## Aim of the exercise
Each of the lines below must be written out exactly as shown.

## Data provided
use rocket::http::Status;
use thiserror::Error;

pub type AuthResult<T> = Result<T, AuthError>;

/// Caller-facing classification of every failure the service can produce.
#[derive(Debug, Clone, Copy, PartialEq, Eq)]
pub enum ErrorKind {
    UserExists,
    InvalidCredentials,
    InvalidRefreshToken,
    /// Store or cache I/O failed; safe to retry.
    Transient,
    /// Corrupt data or misconfiguration. Details stay in the logs.
    Internal,
}

#[derive(Debug, Error)]
pub enum AuthError {
    #[error("user already exists")]
    UserExists,
    #[error("invalid credentials")]
    InvalidCredentials,
    #[error("invalid refresh token")]
    InvalidRefreshToken,
    #[error("configuration error: {0}")]
    Config(String),
    #[error("database error: {0}")]
    Sqlx(#[from] sqlx::Error),
    #[error("cache error: {0}")]
    Redis(#[from] redis::RedisError),
    #[error("jwt error: {0}")]
    Jwt(#[from] jsonwebtoken::errors::Error),
    #[error("argon2 parameter error: {0}")]
    Argon2(String),
    #[error("password hashing error: {0}")]
    PasswordHash(String),
    #[error("blocking task failed: {0}")]
    Join(#[from] tokio::task::JoinError),
    #[error("backend unavailable: {0}")]
    Unavailable(String),
}

impl AuthError {
    pub fn kind(&self) -> ErrorKind {
        match self {
            AuthError::UserExists => ErrorKind::UserExists,
            AuthError::InvalidCredentials => ErrorKind::InvalidCredentials,
            AuthError::InvalidRefreshToken => ErrorKind::InvalidRefreshToken,
            AuthError::Sqlx(err) if is_decode_error(err) => ErrorKind::Internal,
            AuthError::Sqlx(_) | AuthError::Redis(_) | AuthError::Jwt(_) | AuthError::Unavailable(_) => {
                ErrorKind::Transient
            }
            AuthError::Config(_)
            | AuthError::Argon2(_)
            | AuthError::PasswordHash(_)
            | AuthError::Join(_) => ErrorKind::Internal,
        }
    }

    pub fn status(&self) -> Status {
        match self.kind() {
            ErrorKind::UserExists => Status::Conflict,
            ErrorKind::InvalidCredentials | ErrorKind::InvalidRefreshToken => Status::Unauthorized,
            ErrorKind::Transient => Status::ServiceUnavailable,
            ErrorKind::Internal => Status::InternalServerError,
        }
    }

    /// Message safe to hand to a caller. Internal and transient causes are never echoed.
    pub fn public_message(&self) -> String {
        match self.kind() {
            ErrorKind::Transient => "service temporarily unavailable, retry later".into(),
            ErrorKind::Internal => "internal error".into(),
            _ => self.to_string(),
        }
    }
}

fn is_decode_error(err: &sqlx::Error) -> bool {
    matches!(
        err,
        sqlx::Error::ColumnDecode { .. }
            | sqlx::Error::Decode(_)
            | sqlx::Error::ColumnNotFound(_)
            | sqlx::Error::ColumnIndexOutOfBounds { .. }
            | sqlx::Error::TypeNotFound { .. }
    )
}

impl From<argon2::Error> for AuthError {
    fn from(err: argon2::Error) -> Self {
        AuthError::Argon2(err.to_string())
    }
}

impl From<argon2::password_hash::Error> for AuthError {
    fn from(err: argon2::password_hash::Error) -> Self {
        AuthError::PasswordHash(err.to_string())
    }
}
use argon2::{
    Algorithm, Argon2, ParamsBuilder, PasswordHash, PasswordHasher, PasswordVerifier, Version,
    password_hash::SaltString,
};
use base64::Engine as _;
use base64::engine::general_purpose::STANDARD;
use rand::RngCore;

use crate::auth::{AuthError, AuthResult};

const PHC_SALT_LEN: usize = 16;

/// Length in bytes of the per-user salt stored next to the hash.
pub const USER_SALT_LEN: usize = 32;

/// Argon2id cost parameters.
#[derive(Debug, Clone, Copy, PartialEq, Eq)]
pub struct HashingParams {
    pub memory_kib: u32,
    pub iterations: u32,
    pub parallelism: u32,
}

impl Default for HashingParams {
    fn default() -> Self {
        Self {
            memory_kib: 19 * 1024, // 19 MiB
            iterations: 2,
            parallelism: 1,
        }
    }
}

/// One-way hasher for `password ∥ salt ∥ pepper` secrets.
///
/// The PHC output embeds the algorithm, version and cost parameters, so hashes written under
/// older parameters keep verifying after the configured cost is raised.
#[derive(Clone)]
pub struct PasswordService {
    argon2: Argon2<'static>,
}

impl PasswordService {
    pub fn new(params: HashingParams) -> AuthResult<Self> {
        let mut builder = ParamsBuilder::new();
        builder.m_cost(params.memory_kib);
        builder.t_cost(params.iterations);
        builder.p_cost(params.parallelism);
        let params = builder.build().map_err(AuthError::from)?;
        let argon2 = Argon2::new(Algorithm::Argon2id, Version::V0x13, params);
        Ok(Self { argon2 })
    }

    pub fn hash(&self, secret: &str) -> AuthResult<String> {
        let mut salt_bytes = [0u8; PHC_SALT_LEN];
        rand::thread_rng().fill_bytes(&mut salt_bytes);
        let salt = SaltString::encode_b64(&salt_bytes).map_err(AuthError::from)?;
        let hash = self
            .argon2
            .hash_password(secret.as_bytes(), &salt)
            .map_err(AuthError::from)?
            .to_string();
        Ok(hash)
    }

    /// Constant-time check of `candidate` against a stored PHC string.
    ///
    /// A stored value that does not parse is corrupt data and surfaces as an error rather than a
    /// mismatch.
    pub fn verify(&self, candidate: &str, encoded: &str) -> AuthResult<bool> {
        let parsed = PasswordHash::new(encoded)?;
        match self.argon2.verify_password(candidate.as_bytes(), &parsed) {
            Ok(()) => Ok(true),
            Err(argon2::password_hash::Error::Password) => Ok(false),
            Err(err) => Err(AuthError::from(err)),
        }
    }

    pub fn generate_salt() -> String {
        let mut bytes = [0u8; USER_SALT_LEN];
        rand::thread_rng().fill_bytes(&mut bytes);
        STANDARD.encode(bytes)
    }
}

/// Hash input for a user: the plaintext candidate, the persisted salt, then the pepper.
pub fn peppered(password: &str, salt: &str, pepper: &str) -> String {
    let mut secret = String::with_capacity(password.len() + salt.len() + pepper.len());
    secret.push_str(password);
    secret.push_str(salt);
    secret.push_str(pepper);
    secret
}

#[cfg(test)]
mod tests {
    use super::*;

    fn fast_service() -> PasswordService {
        PasswordService::new(HashingParams {
            memory_kib: 1024,
            iterations: 1,
            parallelism: 1,
        })
        .expect("password service")
    }

    #[test]
    fn hashes_and_verifies_peppered_secrets() {
        let service = fast_service();
        let salt = PasswordService::generate_salt();
        let hash = service
            .hash(&peppered("super-secret", &salt, "pepper"))
            .expect("hash generation");

        assert!(hash.starts_with("$argon2id$"));
        assert!(!hash.contains("super-secret"));
        assert!(
            service
                .verify(&peppered("super-secret", &salt, "pepper"), &hash)
                .expect("verify succeeds")
        );
        assert!(
            !service
                .verify(&peppered("super-secret", &salt, "other-pepper"), &hash)
                .expect("verify runs")
        );
        assert!(
            !service
                .verify(&peppered("wrong-password", &salt, "pepper"), &hash)
                .expect("verify runs")
        );
    }

    #[test]
    fn malformed_hash_is_an_error_not_a_mismatch() {
        let service = fast_service();
        let err = service.verify("anything", "not-a-phc-string").unwrap_err();
        assert!(matches!(err, AuthError::PasswordHash(_)));
    }

    #[test]
    fn salts_are_random_and_sized() {
        let first = PasswordService::generate_salt();
        let second = PasswordService::generate_salt();
        assert_ne!(first, second);
        assert_eq!(STANDARD.decode(&first).expect("base64").len(), USER_SALT_LEN);
    }

    #[test]
    fn rejects_invalid_parameters() {
        let result = PasswordService::new(HashingParams {
            memory_kib: 1,
            iterations: 0,
            parallelism: 1,
        });
        assert!(matches!(result, Err(AuthError::Argon2(_))));
    }
}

## The answer
use rocket::http::Status;
use thiserror::Error;

pub type AuthResult<T> = Result<T, AuthError>;

/// Caller-facing classification of every failure the service can produce.
#[derive(Debug, Clone, Copy, PartialEq, Eq)]
pub enum ErrorKind {
    UserExists,
    InvalidCredentials,
    InvalidRefreshToken,
    /// Store or cache I/O failed; safe to retry.
    Transient,
    /// Corrupt data or misconfiguration. Details stay in the logs.
    Internal,
}

#[derive(Debug, Error)]
pub enum AuthError {
    #[error("user already exists")]
    UserExists,
    #[error("invalid credentials")]
    InvalidCredentials,
    #[error("invalid refresh token")]
    InvalidRefreshToken,
    #[error("configuration error: {0}")]
    Config(String),
    #[error("database error: {0}")]
    Sqlx(#[from] sqlx::Error),
    #[error("cache error: {0}")]
    Redis(#[from] redis::RedisError),
    #[error("jwt error: {0}")]
    Jwt(#[from] jsonwebtoken::errors::Error),
    #[error("argon2 parameter error: {0}")]
    Argon2(String),
    #[error("password hashing error: {0}")]
    PasswordHash(String),
    #[error("blocking task failed: {0}")]
    Join(#[from] tokio::task::JoinError),
    #[error("backend unavailable: {0}")]
    Unavailable(String),
}

impl AuthError {
    pub fn kind(&self) -> ErrorKind {
        match self {
            AuthError::UserExists => ErrorKind::UserExists,
            AuthError::InvalidCredentials => ErrorKind::InvalidCredentials,
            AuthError::InvalidRefreshToken => ErrorKind::InvalidRefreshToken,
            AuthError::Sqlx(err) if is_decode_error(err) => ErrorKind::Internal,
            AuthError::Sqlx(_) | AuthError::Redis(_) | AuthError::Jwt(_) | AuthError::Unavailable(_) => {
                ErrorKind::Transient
            }
            AuthError::Config(_)
            | AuthError::Argon2(_)
            | AuthError::PasswordHash(_)
            | AuthError::Join(_) => ErrorKind::Internal,
        }
    }

    pub fn status(&self) -> Status {
        match self.kind() {
            ErrorKind::UserExists => Status::Conflict,
            ErrorKind::InvalidCredentials | ErrorKind::InvalidRefreshToken => Status::Unauthorized,
            ErrorKind::Transient => Status::ServiceUnavailable,
            ErrorKind::Internal => Status::InternalServerError,
        }
    }

    /// Message safe to hand to a caller. Internal and transient causes are never echoed.
    pub fn public_message(&self) -> String {
        match self.kind() {
            ErrorKind::Transient => "service temporarily unavailable, retry later".into(),
            ErrorKind::Internal => "internal error".into(),
            _ => self.to_string(),
        }
    }
}

fn is_decode_error(err: &sqlx::Error) -> bool {
    matches!(
        err,
        sqlx::Error::ColumnDecode { .. }
            | sqlx::Error::Decode(_)
            | sqlx::Error::ColumnNotFound(_)
            | sqlx::Error::ColumnIndexOutOfBounds { .. }
            | sqlx::Error::TypeNotFound { .. }
    )
}

impl From<argon2::Error> for AuthError {
    fn from(err: argon2::Error) -> Self {
        AuthError::Argon2(err.to_string())
    }
}

impl From<argon2::password_hash::Error> for AuthError {
    fn from(err: argon2::password_hash::Error) -> Self {
        AuthError::PasswordHash(err.to_string())
    }
}
use argon2::{
    Algorithm, Argon2, ParamsBuilder, PasswordHash, PasswordHasher, PasswordVerifier, Version,
    password_hash::SaltString,
};
use base64::Engine as _;
use base64::engine::general_purpose::STANDARD;
use rand::RngCore;

use crate::auth::{AuthError, AuthResult};

const PHC_SALT_LEN: usize = 16;

/// Length in bytes of the per-user salt stored next to the hash.
pub const USER_SALT_LEN: usize = 32;

/// Argon2id cost parameters.
#[derive(Debug, Clone, Copy, PartialEq, Eq)]
pub struct HashingParams {
    pub memory_kib: u32,
    pub iterations: u32,
    pub parallelism: u32,
}

impl Default for HashingParams {
    fn default() -> Self {
        Self {
            memory_kib: 19 * 1024, // 19 MiB
            iterations: 2,
            parallelism: 1,
        }
    }
}

/// One-way hasher for `password ∥ salt ∥ pepper` secrets.
///
/// The PHC output embeds the algorithm, version and cost parameters, so hashes written under
/// older parameters keep verifying after the configured cost is raised.
#[derive(Clone)]
pub struct PasswordService {
    argon2: Argon2<'static>,
}

impl PasswordService {
    pub fn new(params: HashingParams) -> AuthResult<Self> {
        let mut builder = ParamsBuilder::new();
        builder.m_cost(params.memory_kib);
        builder.t_cost(params.iterations);
        builder.p_cost(params.parallelism);
        let params = builder.build().map_err(AuthError::from)?;
        let argon2 = Argon2::new(Algorithm::Argon2id, Version::V0x13, params);
        Ok(Self { argon2 })
    }

    pub fn hash(&self, secret: &str) -> AuthResult<String> {
        let mut salt_bytes = [0u8; PHC_SALT_LEN];
        rand::thread_rng().fill_bytes(&mut salt_bytes);
        let salt = SaltString::encode_b64(&salt_bytes).map_err(AuthError::from)?;
        let hash = self
            .argon2
            .hash_password(secret.as_bytes(), &salt)
            .map_err(AuthError::from)?
            .to_string();
        Ok(hash)
    }

    /// Constant-time check of `candidate` against a stored PHC string.
    ///
    /// A stored value that does not parse is corrupt data and surfaces as an error rather than a
    /// mismatch.
    pub fn verify(&self, candidate: &str, encoded: &str) -> AuthResult<bool> {
        let parsed = PasswordHash::new(encoded)?;
        match self.argon2.verify_password(candidate.as_bytes(), &parsed) {
            Ok(()) => Ok(true),
            Err(argon2::password_hash::Error::Password) => Ok(false),
            Err(err) => Err(AuthError::from(err)),
        }
    }

    pub fn generate_salt() -> String {
        let mut bytes = [0u8; USER_SALT_LEN];
        rand::thread_rng().fill_bytes(&mut bytes);
        STANDARD.encode(bytes)
    }
}

/// Hash input for a user: the plaintext candidate, the persisted salt, then the pepper.
pub fn peppered(password: &str, salt: &str, pepper: &str) -> String {
    let mut secret = String::with_capacity(password.len() + salt.len() + pepper.len());
    secret.push_str(password);
    secret.push_str(salt);
    secret.push_str(pepper);
    secret
}

#[cfg(test)]
mod tests {
    use super::*;

    fn fast_service() -> PasswordService {
        PasswordService::new(HashingParams {
            memory_kib: 1024,
            iterations: 1,
            parallelism: 1,
        })
        .expect("password service")
    }

    #[test]
    fn hashes_and_verifies_peppered_secrets() {
        let service = fast_service();
        let salt = PasswordService::generate_salt();
        let hash = service
            .hash(&peppered("super-secret", &salt, "pepper"))
            .expect("hash generation");

        assert!(hash.starts_with("$argon2id$"));
        assert!(!hash.contains("super-secret"));
        assert!(
            service
                .verify(&peppered("super-secret", &salt, "pepper"), &hash)
                .expect("verify succeeds")
        );
        assert!(
            !service
                .verify(&peppered("super-secret", &salt, "other-pepper"), &hash)
                .expect("verify runs")
        );
        assert!(
            !service
                .verify(&peppered("wrong-password", &salt, "pepper"), &hash)
                .expect("verify runs")
        );
    }

    #[test]
    fn malformed_hash_is_an_error_not_a_mismatch() {
        let service = fast_service();
        let err = service.verify("anything", "not-a-phc-string").unwrap_err();
        assert!(matches!(err, AuthError::PasswordHash(_)));
    }

    #[test]
    fn salts_are_random_and_sized() {
        let first = PasswordService::generate_salt();
        let second = PasswordService::generate_salt();
        assert_ne!(first, second);
        assert_eq!(STANDARD.decode(&first).expect("base64").len(), USER_SALT_LEN);
    }

    #[test]
    fn rejects_invalid_parameters() {
        let result = PasswordService::new(HashingParams {
            memory_kib: 1,
            iterations: 0,
            parallelism: 1,
        });
        assert!(matches!(result, Err(AuthError::Argon2(_))));
    }
}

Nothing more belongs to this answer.